Southern is joined by the utility trade association Edison Electric Institute. EEI says CCS technologies are not “adequately demonstrated nor economically feasible” and that the proposal will hinder development of cost-effective CCS because it effectively prevents construction of new clean coal-fired power plants.

In part, Howard J. Herzog, senior research engineer with the Massachusetts Institute of Technology Energy Initiative and a coal energy expert, agrees. Although CCS technologies are available, he says, “the economics won’t work.”

“Either a new modern pulverized-coal-fired power plant or a new gasification plant can certainly capture the 50% of emissions needed to comply with the proposal,” he says. “Technically, they can do it, but economically it is a nonstarter as long as you have gas-fired power plants allowed to go ahead unfettered.”

With plentiful and cheap gas, there is no reason to build a coal plant, Herzog says, and therefore the proposal provides no incentive to develop improved CCS technologies.

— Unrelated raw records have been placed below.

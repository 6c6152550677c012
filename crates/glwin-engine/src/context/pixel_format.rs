use anyhow::{Result, anyhow};
use glutin::config::{ColorBufferType, Config, ConfigSurfaceTypes, ConfigTemplateBuilder, GlConfig};

/// Pixel-format requirements for every drawable surface.
///
/// The template handed to glutin narrows the driver's formats; [`select`]
/// then rejects anything that still misses the policy and ranks the rest.
///
/// [`select`]: PixelFormatPolicy::select
#[derive(Debug, Copy, Clone, Eq, PartialEq)]
pub struct PixelFormatPolicy {
    /// Minimum color depth, alpha included.
    pub min_color_bits: u16,

    /// Alpha channel size requested from the driver.
    pub alpha_bits: u8,

    /// Rejects software (generic) implementations.
    pub hardware_accelerated: bool,
}

impl Default for PixelFormatPolicy {
    fn default() -> Self {
        Self {
            min_color_bits: 32,
            alpha_bits: 8,
            hardware_accelerated: true,
        }
    }
}

/// Properties of one driver-advertised format, as far as selection cares.
#[derive(Debug, Copy, Clone, Eq, PartialEq)]
pub struct FormatCandidate {
    pub color_bits: u16,
    pub hardware_accelerated: bool,
    pub window_surface: bool,
    pub samples: u8,
}

impl FormatCandidate {
    pub fn from_config(config: &Config) -> Self {
        let rgb = match config.color_buffer_type() {
            Some(ColorBufferType::Rgb { r_size, g_size, b_size }) => {
                u16::from(r_size) + u16::from(g_size) + u16::from(b_size)
            }
            Some(ColorBufferType::Luminance(size)) => u16::from(size),
            None => 0,
        };

        Self {
            color_bits: rgb + u16::from(config.alpha_size()),
            hardware_accelerated: config.hardware_accelerated(),
            window_surface: config.config_surface_types().contains(ConfigSurfaceTypes::WINDOW),
            samples: config.num_samples(),
        }
    }
}

impl PixelFormatPolicy {
    /// Template passed to the display when enumerating formats.
    pub(crate) fn template(&self) -> ConfigTemplateBuilder {
        ConfigTemplateBuilder::new()
            .with_alpha_size(self.alpha_bits)
            .with_surface_type(ConfigSurfaceTypes::WINDOW)
            .prefer_hardware_accelerated(self.hardware_accelerated.then_some(true))
    }

    pub fn accepts(&self, candidate: &FormatCandidate) -> bool {
        candidate.window_surface
            && candidate.color_bits >= self.min_color_bits
            && (candidate.hardware_accelerated || !self.hardware_accelerated)
    }

    /// Returns the index of the best acceptable candidate.
    ///
    /// Single-sampled formats win over multisampled ones (multisampling is
    /// the host's business, done in offscreen targets), then the format
    /// closest to the requested depth. Ties keep driver order.
    pub fn select(&self, candidates: &[FormatCandidate]) -> Option<usize> {
        candidates
            .iter()
            .enumerate()
            .filter(|(_, c)| self.accepts(c))
            .min_by_key(|(_, c)| (c.samples, c.color_bits - self.min_color_bits))
            .map(|(index, _)| index)
    }

    /// Like [`select`](Self::select), but an empty or fully rejected list is
    /// an error naming how many formats the driver offered.
    pub fn choose(&self, candidates: &[FormatCandidate]) -> Result<usize> {
        self.select(candidates).ok_or_else(|| {
            anyhow!(
                "no pixel format satisfies the requested policy ({} offered)",
                candidates.len()
            )
        })
    }
}

#[cfg(test)]
mod tests {
    use super::*;

    fn fmt(color_bits: u16, hw: bool, samples: u8) -> FormatCandidate {
        FormatCandidate {
            color_bits,
            hardware_accelerated: hw,
            window_surface: true,
            samples,
        }
    }

    #[test]
    fn picks_first_exact_match() {
        let policy = PixelFormatPolicy::default();
        let formats = [fmt(32, true, 0), fmt(32, true, 0)];
        assert_eq!(policy.select(&formats), Some(0));
    }

    #[test]
    fn rejects_shallow_formats() {
        let policy = PixelFormatPolicy::default();
        let formats = [fmt(16, true, 0), fmt(24, true, 0)];
        assert_eq!(policy.select(&formats), None);
    }

    #[test]
    fn rejects_software_formats() {
        let policy = PixelFormatPolicy::default();
        let formats = [fmt(32, false, 0)];
        assert_eq!(policy.select(&formats), None);
    }

    #[test]
    fn software_allowed_when_not_required() {
        let policy = PixelFormatPolicy {
            hardware_accelerated: false,
            ..PixelFormatPolicy::default()
        };
        assert_eq!(policy.select(&[fmt(32, false, 0)]), Some(0));
    }

    #[test]
    fn rejects_formats_that_cannot_draw_to_a_window() {
        let policy = PixelFormatPolicy::default();
        let mut pbuffer_only = fmt(32, true, 0);
        pbuffer_only.window_surface = false;
        assert_eq!(policy.select(&[pbuffer_only]), None);
    }

    #[test]
    fn prefers_single_sampled() {
        let policy = PixelFormatPolicy::default();
        let formats = [fmt(32, true, 4), fmt(32, true, 0)];
        assert_eq!(policy.select(&formats), Some(1));
    }

    #[test]
    fn prefers_closest_depth() {
        let policy = PixelFormatPolicy::default();
        let formats = [fmt(64, true, 0), fmt(40, true, 0), fmt(32, true, 0)];
        assert_eq!(policy.select(&formats), Some(2));
    }

    #[test]
    fn selection_always_meets_policy() {
        let policy = PixelFormatPolicy::default();
        let formats = [
            fmt(16, true, 0),
            fmt(32, false, 0),
            fmt(48, true, 8),
            fmt(24, true, 0),
        ];

        let index = policy.select(&formats).unwrap();
        assert_eq!(index, 2);
        assert!(formats[index].color_bits >= 32);
        assert!(formats[index].hardware_accelerated);
    }

    #[test]
    fn empty_list_has_no_selection() {
        assert_eq!(PixelFormatPolicy::default().select(&[]), None);
    }

    #[test]
    fn choosing_from_nothing_is_an_error() {
        let err = PixelFormatPolicy::default().choose(&[]).unwrap_err();
        assert_eq!(
            err.to_string(),
            "no pixel format satisfies the requested policy (0 offered)"
        );
    }

    #[test]
    fn choosing_from_rejected_formats_is_an_error() {
        let policy = PixelFormatPolicy::default();
        let err = policy.choose(&[fmt(16, true, 0), fmt(32, false, 0)]).unwrap_err();
        assert!(err.to_string().contains("(2 offered)"));
    }

    #[test]
    fn choosing_returns_the_selected_index() {
        let policy = PixelFormatPolicy::default();
        let formats = [fmt(24, true, 0), fmt(32, true, 0)];
        assert_eq!(policy.choose(&formats).unwrap(), 1);
    }
}
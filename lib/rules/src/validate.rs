//! Constraint validator.
//!
//! `validate` is a pure function over a formulation and a rule set. It
//! never mutates either argument and never fails on well-formed input:
//! missing optional fields are "not applicable", not errors. Rule
//! families are evaluated in a fixed order so the violation sequence is
//! stable across runs.

use serde::{Deserialize, Serialize};

use crate::ruleset::RuleSet;
use blendx_core::Recipe;

/// One failed check: the rule identifier plus a human-readable detail.
#[derive(Debug, Clone, PartialEq, Eq, Serialize, Deserialize)]
pub struct Violation {
    pub rule: String,
    pub detail: String,
}

impl Violation {
    fn new(rule: &str, detail: impl Into<String>) -> Self {
        Self {
            rule: rule.to_string(),
            detail: detail.into(),
        }
    }
}

/// Evaluate a formulation against the rule set. An empty result means
/// the formulation is valid.
pub fn validate(recipe: &Recipe, rules: &RuleSet) -> Vec<Violation> {
    let mut violations = Vec::new();

    check_dietary_mode(recipe, rules, &mut violations);
    check_prohibited(recipe, rules, &mut violations);
    check_caffeine(recipe, rules, &mut violations);
    check_targets(recipe, rules, &mut violations);
    check_nutrient_caps(recipe, rules, &mut violations);
    check_labelling(recipe, &mut violations);

    violations
}

fn check_dietary_mode(recipe: &Recipe, rules: &RuleSet, out: &mut Vec<Violation>) {
    let required = &rules.dietary.dietary_mode;
    if &recipe.dietary_mode != required {
        out.push(Violation::new(
            "dietary_mode",
            format!("Dietary mode must be {required}"),
        ));
    }
}

/// One violation per offending ingredient, deliberately not deduplicated.
fn check_prohibited(recipe: &Recipe, rules: &RuleSet, out: &mut Vec<Violation>) {
    let prohibited: Vec<String> = rules.prohibited_lowercase().collect();
    for ing in &recipe.ingredients {
        let name = ing.name.trim().to_lowercase();
        if prohibited.iter().any(|p| p == &name) {
            out.push(Violation::new(
                "prohibited_ingredients",
                format!("{name} is prohibited"),
            ));
        }
    }
}

/// Fail-safe guard: a caffeinated ingredient with no configured maximum
/// is a violation. An undefined limit is never treated as "no limit".
fn check_caffeine(recipe: &Recipe, rules: &RuleSet, out: &mut Vec<Violation>) {
    let has_caffeine = recipe
        .ingredients
        .iter()
        .any(|ing| ing.name.to_lowercase().contains("caffeine"));
    if has_caffeine && rules.caffeine_max().is_none() {
        out.push(Violation::new(
            "caffeine_limits",
            "Caffeine limits undefined; set per FSSAI before use.",
        ));
    }
}

fn check_targets(recipe: &Recipe, rules: &RuleSet, out: &mut Vec<Violation>) {
    let targets = &rules.operational_guidelines.targets;

    if let (Some(ph), Some([lo, hi])) = (recipe.targets.ph, targets.pH_range) {
        if ph < lo || ph > hi {
            out.push(Violation::new(
                "pH_range",
                format!("pH {ph} out of range [{lo}, {hi}]"),
            ));
        }
    }

    // Brix has union semantics: any one profile interval may satisfy it.
    if let Some(brix) = recipe.targets.brix_percent {
        let ok = targets
            .product_profiles
            .iter()
            .any(|p| p.brix_range_percent[0] <= brix && brix <= p.brix_range_percent[1]);
        if !ok {
            out.push(Violation::new(
                "brix_profiles",
                format!("BRIX {brix}% not within any profile ranges"),
            ));
        }
    }

    if let (Some(co2), Some([lo, hi])) = (recipe.targets.co2_volumes, targets.co2_volumes) {
        if co2 < lo || co2 > hi {
            out.push(Violation::new(
                "co2",
                format!("CO2 {co2} vols out of range [{lo}, {hi}]"),
            ));
        }
    }
}

/// Absent nutrient declarations are silently skipped.
fn check_nutrient_caps(recipe: &Recipe, rules: &RuleSet, out: &mut Vec<Violation>) {
    let targets = &rules.operational_guidelines.targets;
    let Some(nutrition) = &recipe.nutrition else {
        return;
    };
    if let (Some(sodium), Some(cap)) = (nutrition.sodium_mg, targets.sodium_mg_per_100mL_max) {
        if sodium > cap {
            out.push(Violation::new(
                "sodium_cap",
                format!("Sodium {sodium}mg/100mL exceeds {cap}"),
            ));
        }
    }
    if let (Some(potassium), Some(cap)) =
        (nutrition.potassium_mg, targets.potassium_mg_per_100mL_max)
    {
        if potassium > cap {
            out.push(Violation::new(
                "potassium_cap",
                format!("Potassium {potassium}mg/100mL exceeds {cap}"),
            ));
        }
    }
}

/// The veg symbol is required unconditionally. Conservative default:
/// ingredient classes are not cross-checked against the flag.
fn check_labelling(recipe: &Recipe, out: &mut Vec<Violation>) {
    if !recipe.labels.veg_symbol {
        out.push(Violation::new(
            "veg_symbol",
            "Veg symbol required by default for vegetarian beverages in IN.",
        ));
    }
}

#[cfg(test)]
mod tests {
    use super::*;
    use crate::ruleset::{CaffeineRule, ProductProfile};
    use blendx_core::{Labels, Nutrition, Process, ProcessStep, RecipeIngredient, Targets};

    fn rules() -> RuleSet {
        let mut rules = RuleSet::default();
        rules.dietary.dietary_mode = "liquid".to_string();
        rules.hard_constraints.prohibited_ingredients = vec!["aspartame".to_string()];
        let targets = &mut rules.operational_guidelines.targets;
        targets.pH_range = Some([2.5, 4.0]);
        targets.co2_volumes = Some([1.5, 4.0]);
        targets.product_profiles = vec![
            ProductProfile {
                name: Some("regular".to_string()),
                brix_range_percent: [8.0, 10.0],
            },
            ProductProfile {
                name: Some("diet".to_string()),
                brix_range_percent: [0.5, 1.5],
            },
        ];
        targets.sodium_mg_per_100mL_max = Some(45.0);
        rules
    }

    fn recipe() -> Recipe {
        Recipe {
            id: "T-1".into(),
            name: "test soda".into(),
            country: "IN".into(),
            subcategory: "carbonated".into(),
            dietary_mode: "liquid".into(),
            veg_flag: true,
            jain_flag: true,
            targets: Targets {
                brix_percent: Some(9.0),
                ph: Some(3.2),
                ta_g_l_as_citric: Some(3.5),
                co2_volumes: Some(3.0),
            },
            nutrition: None,
            ingredients: vec![ingredient("water")],
            process: Process {
                template: "standard_csd".into(),
                steps: vec![ProcessStep::named("filter")],
            },
            labels: Labels {
                veg_symbol: true,
                ..Labels::default()
            },
        }
    }

    fn ingredient(name: &str) -> RecipeIngredient {
        RecipeIngredient {
            name: name.to_string(),
            node_id: "1".to_string(),
            quantity: 1.0,
            unit: "g".to_string(),
            class: "flavor".to_string(),
        }
    }

    #[test]
    fn test_valid_recipe_has_no_violations() {
        assert!(validate(&recipe(), &rules()).is_empty());
    }

    #[test]
    fn test_dietary_mode_mismatch() {
        let mut rec = recipe();
        rec.dietary_mode = "solid".into();
        let v = validate(&rec, &rules());
        assert_eq!(v.len(), 1);
        assert_eq!(v[0].rule, "dietary_mode");
    }

    #[test]
    fn test_prohibited_ingredient_single_violation() {
        let mut rec = recipe();
        rec.ingredients.push(ingredient("Aspartame"));
        let v = validate(&rec, &rules());
        assert_eq!(v.len(), 1);
        assert_eq!(v[0].rule, "prohibited_ingredients");
        assert!(v[0].detail.contains("aspartame"));
    }

    #[test]
    fn test_prohibited_not_deduplicated() {
        let mut rec = recipe();
        rec.ingredients.push(ingredient("aspartame"));
        rec.ingredients.push(ingredient("aspartame"));
        let v = validate(&rec, &rules());
        assert_eq!(
            v.iter().filter(|v| v.rule == "prohibited_ingredients").count(),
            2
        );
    }

    #[test]
    fn test_caffeine_undefined_limit_flagged() {
        let mut rec = recipe();
        rec.ingredients.push(ingredient("caffeine_extract"));
        let v = validate(&rec, &rules());
        assert_eq!(v.len(), 1);
        assert_eq!(v[0].rule, "caffeine_limits");
        assert!(v[0].detail.contains("undefined"));
    }

    #[test]
    fn test_caffeine_with_defined_limit_passes() {
        let mut r = rules();
        r.hard_constraints.caffeine = Some(CaffeineRule { max: Some(145.0) });
        let mut rec = recipe();
        rec.ingredients.push(ingredient("caffeine_extract"));
        assert!(validate(&rec, &r).is_empty());
    }

    #[test]
    fn test_brix_union_semantics() {
        let mut rec = recipe();
        rec.targets.brix_percent = Some(9.0);
        assert!(validate(&rec, &rules()).is_empty());

        rec.targets.brix_percent = Some(1.0);
        assert!(validate(&rec, &rules()).is_empty());

        rec.targets.brix_percent = Some(5.0);
        let v = validate(&rec, &rules());
        assert_eq!(v.len(), 1);
        assert_eq!(v[0].rule, "brix_profiles");
    }

    #[test]
    fn test_ph_out_of_range_detail() {
        let mut rec = recipe();
        rec.targets.ph = Some(5.5);
        let v = validate(&rec, &rules());
        assert_eq!(v.len(), 1);
        assert_eq!(v[0].rule, "pH_range");
        assert!(v[0].detail.contains("5.5"));
        assert!(v[0].detail.contains("[2.5, 4]"));
    }

    #[test]
    fn test_co2_out_of_range() {
        let mut rec = recipe();
        rec.targets.co2_volumes = Some(5.0);
        let v = validate(&rec, &rules());
        assert_eq!(v.len(), 1);
        assert_eq!(v[0].rule, "co2");
    }

    #[test]
    fn test_undeclared_targets_skipped() {
        let mut rec = recipe();
        rec.targets = Targets::default();
        assert!(validate(&rec, &rules()).is_empty());
    }

    #[test]
    fn test_sodium_cap() {
        let mut rec = recipe();
        rec.nutrition = Some(Nutrition {
            sodium_mg: Some(60.0),
            potassium_mg: None,
        });
        let v = validate(&rec, &rules());
        assert_eq!(v.len(), 1);
        assert_eq!(v[0].rule, "sodium_cap");
    }

    #[test]
    fn test_absent_nutrition_skipped() {
        let mut rec = recipe();
        rec.nutrition = Some(Nutrition::default());
        assert!(validate(&rec, &rules()).is_empty());
    }

    #[test]
    fn test_veg_symbol_required_unconditionally() {
        let mut rec = recipe();
        rec.labels.veg_symbol = false;
        let v = validate(&rec, &rules());
        assert_eq!(v.len(), 1);
        assert_eq!(v[0].rule, "veg_symbol");
    }

    #[test]
    fn test_violation_order_is_stable() {
        let mut rec = recipe();
        rec.dietary_mode = "solid".into();
        rec.ingredients.push(ingredient("aspartame"));
        rec.targets.ph = Some(9.9);
        rec.labels.veg_symbol = false;
        let v = validate(&rec, &rules());
        let order: Vec<&str> = v.iter().map(|v| v.rule.as_str()).collect();
        assert_eq!(
            order,
            vec!["dietary_mode", "prohibited_ingredients", "pH_range", "veg_symbol"]
        );
    }
}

Instead, he says, EPA should have required CCS for power plants using gas as well as coal, noting the proposal’s goal is to cut CO2 emissions, and CCS technologies for coal- and gas-fired power plants are similar.

However, EPA defined gas-fired power itself to be the “best system of emission reduction” for power plants. CCS, the agency notes, has not been needed or attempted to control carbon emissions for gas-fired power plants as it has for coal-fired facilities.

Herzog worries EPA’s proposal might have the unintended result of encouraging utilities to hang on to old coal-fired power plants to ensure greater future fuel choices and diversity. “Existing coal plants become more valuable if you can’t replace them,” he says.

The fate of these existing power plants will be fought out next June when EPA formally releases a proposal to cut their greenhouse gas emissions. Of some 1,200 coal-fired units in operation, nearly half are old and were in operation before 1978, when air pollution controls were first required.

For this proposal, EPA intends to use a different approach and will share oversight with states. The agency is now taking comments on how reductions should be achieved. In documents, EPA says it is considering a systems approach, for instance, requiring higher efficiency standards and more use of renewable energy, as well as emission trading programs.

The possibilities are endless, says Carol Werner, executive director of the Environmental & Energy Study Institute, a nonprofit, independent energy-education organization. She anticipates an approach similar to EPA’s acid rain control program, in which states and utilities determine how to meet EPA-set reductions.

An environmental group, the Natural Resources Defense Council, is promoting a plan that it says could lead to a 25% reduction in CO2 emissions by 2020. It would provide incentives to encourage renewable energy, efficiency, and use of cleaner fuels coupled with carbon credits and a state-run trading program, says David Doniger, NRDC’s climate policy director.

Looking at the complexity of EPA’s approach, Herzog says, a price on carbon emissions would have been simpler and more equitable and would let the marketplace sort it out. “However,” he adds, “in fairness to EPA, that would have required congressional approval, which is highly unlikely.”